--- RECORDS FOR THE TASK ---
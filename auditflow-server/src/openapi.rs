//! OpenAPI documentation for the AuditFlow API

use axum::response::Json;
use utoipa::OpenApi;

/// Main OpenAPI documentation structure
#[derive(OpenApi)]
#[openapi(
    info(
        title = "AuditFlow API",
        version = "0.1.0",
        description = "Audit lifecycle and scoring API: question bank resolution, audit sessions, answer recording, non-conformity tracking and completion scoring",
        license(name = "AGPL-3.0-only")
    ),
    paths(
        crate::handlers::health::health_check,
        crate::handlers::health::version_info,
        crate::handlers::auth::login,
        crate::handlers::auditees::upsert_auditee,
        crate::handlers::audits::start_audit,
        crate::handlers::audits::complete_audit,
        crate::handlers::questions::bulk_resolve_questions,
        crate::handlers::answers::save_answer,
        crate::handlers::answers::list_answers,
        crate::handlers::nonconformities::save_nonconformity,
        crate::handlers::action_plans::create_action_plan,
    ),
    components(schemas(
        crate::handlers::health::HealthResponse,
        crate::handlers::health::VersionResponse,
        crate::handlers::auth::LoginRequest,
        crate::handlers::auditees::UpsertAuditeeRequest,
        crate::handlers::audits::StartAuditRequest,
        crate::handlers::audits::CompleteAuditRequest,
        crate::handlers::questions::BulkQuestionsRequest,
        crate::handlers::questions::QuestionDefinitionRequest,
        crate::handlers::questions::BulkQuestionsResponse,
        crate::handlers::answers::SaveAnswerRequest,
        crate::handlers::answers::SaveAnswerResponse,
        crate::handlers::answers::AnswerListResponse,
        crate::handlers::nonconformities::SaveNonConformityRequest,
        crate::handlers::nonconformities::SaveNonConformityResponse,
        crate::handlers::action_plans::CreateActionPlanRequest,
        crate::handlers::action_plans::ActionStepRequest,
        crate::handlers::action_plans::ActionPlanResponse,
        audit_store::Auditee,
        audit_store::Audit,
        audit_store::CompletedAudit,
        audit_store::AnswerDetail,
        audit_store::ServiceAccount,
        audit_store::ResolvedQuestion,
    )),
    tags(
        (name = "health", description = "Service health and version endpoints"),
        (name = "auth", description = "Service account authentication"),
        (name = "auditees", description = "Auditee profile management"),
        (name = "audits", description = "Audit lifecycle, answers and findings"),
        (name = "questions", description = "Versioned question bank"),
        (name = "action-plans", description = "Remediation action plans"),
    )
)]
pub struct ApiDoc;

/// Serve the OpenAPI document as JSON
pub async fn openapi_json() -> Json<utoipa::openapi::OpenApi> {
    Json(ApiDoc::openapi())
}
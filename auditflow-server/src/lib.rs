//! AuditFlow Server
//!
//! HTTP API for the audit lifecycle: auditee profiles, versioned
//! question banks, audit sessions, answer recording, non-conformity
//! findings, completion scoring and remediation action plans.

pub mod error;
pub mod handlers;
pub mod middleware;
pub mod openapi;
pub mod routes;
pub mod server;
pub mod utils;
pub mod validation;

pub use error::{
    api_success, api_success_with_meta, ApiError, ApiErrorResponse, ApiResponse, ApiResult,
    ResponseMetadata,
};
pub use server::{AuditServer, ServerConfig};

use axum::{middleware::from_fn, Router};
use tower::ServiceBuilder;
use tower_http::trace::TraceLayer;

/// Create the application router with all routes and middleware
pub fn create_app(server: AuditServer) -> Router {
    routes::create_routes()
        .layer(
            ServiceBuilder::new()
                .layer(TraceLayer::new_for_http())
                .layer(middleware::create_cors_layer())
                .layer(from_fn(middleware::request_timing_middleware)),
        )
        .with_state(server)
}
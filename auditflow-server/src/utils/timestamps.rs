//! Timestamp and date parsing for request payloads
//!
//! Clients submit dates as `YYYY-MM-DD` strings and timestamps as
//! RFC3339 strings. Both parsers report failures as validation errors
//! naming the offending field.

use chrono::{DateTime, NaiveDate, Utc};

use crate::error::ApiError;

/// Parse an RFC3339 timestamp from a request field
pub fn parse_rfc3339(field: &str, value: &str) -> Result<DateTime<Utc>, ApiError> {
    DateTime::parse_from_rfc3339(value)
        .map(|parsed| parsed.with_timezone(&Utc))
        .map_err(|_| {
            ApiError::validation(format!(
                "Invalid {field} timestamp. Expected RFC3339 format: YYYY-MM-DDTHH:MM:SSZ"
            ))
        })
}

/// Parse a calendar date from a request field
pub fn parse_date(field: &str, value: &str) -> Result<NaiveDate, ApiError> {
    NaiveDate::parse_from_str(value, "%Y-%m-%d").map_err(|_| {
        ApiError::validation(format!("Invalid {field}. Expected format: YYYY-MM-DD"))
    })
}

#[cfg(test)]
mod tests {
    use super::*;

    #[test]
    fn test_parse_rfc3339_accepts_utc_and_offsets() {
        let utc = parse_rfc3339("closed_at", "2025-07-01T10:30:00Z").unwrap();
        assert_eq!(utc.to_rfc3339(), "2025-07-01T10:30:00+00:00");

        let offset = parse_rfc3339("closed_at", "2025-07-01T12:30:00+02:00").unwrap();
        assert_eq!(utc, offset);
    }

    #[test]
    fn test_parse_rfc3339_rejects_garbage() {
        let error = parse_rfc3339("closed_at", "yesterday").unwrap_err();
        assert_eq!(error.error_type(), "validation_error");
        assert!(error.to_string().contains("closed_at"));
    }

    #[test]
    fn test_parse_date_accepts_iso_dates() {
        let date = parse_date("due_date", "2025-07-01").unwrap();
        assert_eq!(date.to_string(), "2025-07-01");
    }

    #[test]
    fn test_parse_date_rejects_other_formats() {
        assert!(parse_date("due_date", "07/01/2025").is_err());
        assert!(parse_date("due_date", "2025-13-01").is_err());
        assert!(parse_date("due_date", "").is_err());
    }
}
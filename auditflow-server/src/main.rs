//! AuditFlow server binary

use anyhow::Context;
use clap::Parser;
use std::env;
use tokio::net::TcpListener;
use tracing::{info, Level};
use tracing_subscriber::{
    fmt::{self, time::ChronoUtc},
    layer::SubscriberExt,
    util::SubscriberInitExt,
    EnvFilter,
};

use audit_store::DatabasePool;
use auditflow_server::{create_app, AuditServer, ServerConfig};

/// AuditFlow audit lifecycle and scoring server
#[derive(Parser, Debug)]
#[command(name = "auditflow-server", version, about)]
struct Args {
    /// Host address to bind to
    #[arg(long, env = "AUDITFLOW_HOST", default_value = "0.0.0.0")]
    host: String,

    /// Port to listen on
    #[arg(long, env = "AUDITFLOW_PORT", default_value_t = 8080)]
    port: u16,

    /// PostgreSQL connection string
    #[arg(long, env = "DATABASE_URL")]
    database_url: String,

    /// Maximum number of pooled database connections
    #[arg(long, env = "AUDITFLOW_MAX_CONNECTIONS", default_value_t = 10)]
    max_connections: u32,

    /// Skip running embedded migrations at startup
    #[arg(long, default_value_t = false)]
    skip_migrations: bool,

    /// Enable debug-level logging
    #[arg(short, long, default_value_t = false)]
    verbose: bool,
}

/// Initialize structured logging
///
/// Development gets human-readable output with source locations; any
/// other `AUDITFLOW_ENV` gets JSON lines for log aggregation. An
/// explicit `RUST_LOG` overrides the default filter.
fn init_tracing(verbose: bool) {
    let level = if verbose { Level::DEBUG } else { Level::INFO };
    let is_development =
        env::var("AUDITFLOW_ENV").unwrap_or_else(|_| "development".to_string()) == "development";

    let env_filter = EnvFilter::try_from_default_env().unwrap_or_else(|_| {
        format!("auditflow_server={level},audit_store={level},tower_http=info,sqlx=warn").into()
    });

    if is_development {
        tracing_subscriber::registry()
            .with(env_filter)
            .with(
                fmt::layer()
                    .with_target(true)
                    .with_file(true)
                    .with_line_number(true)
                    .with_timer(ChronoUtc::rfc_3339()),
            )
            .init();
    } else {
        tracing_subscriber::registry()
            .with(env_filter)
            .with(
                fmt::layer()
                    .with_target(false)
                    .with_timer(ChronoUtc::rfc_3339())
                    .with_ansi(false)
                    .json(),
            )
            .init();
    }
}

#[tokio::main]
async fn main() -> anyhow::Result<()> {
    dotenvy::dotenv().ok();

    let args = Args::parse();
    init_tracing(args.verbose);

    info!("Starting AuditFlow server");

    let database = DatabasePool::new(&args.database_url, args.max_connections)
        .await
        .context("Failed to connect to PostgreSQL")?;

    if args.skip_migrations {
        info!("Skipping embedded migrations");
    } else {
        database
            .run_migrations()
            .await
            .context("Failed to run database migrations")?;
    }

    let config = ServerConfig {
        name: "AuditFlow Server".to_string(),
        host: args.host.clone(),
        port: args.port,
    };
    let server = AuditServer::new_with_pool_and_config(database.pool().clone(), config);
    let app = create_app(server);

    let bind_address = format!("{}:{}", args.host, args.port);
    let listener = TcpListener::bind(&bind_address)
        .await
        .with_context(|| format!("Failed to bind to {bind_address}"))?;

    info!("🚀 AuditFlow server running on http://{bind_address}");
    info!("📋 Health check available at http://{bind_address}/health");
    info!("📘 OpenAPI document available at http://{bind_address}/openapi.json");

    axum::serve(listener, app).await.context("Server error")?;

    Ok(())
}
---
**EXERCISE INSTRUCTIONS**
I'd like every line with the string "nonconformities" copied from the listing.

**SOLUTION FOR THIS PROBLEM**
        crate::handlers::nonconformities::save_nonconformity,
        crate::handlers::nonconformities::SaveNonConformityRequest,
        crate::handlers::nonconformities::SaveNonConformityResponse,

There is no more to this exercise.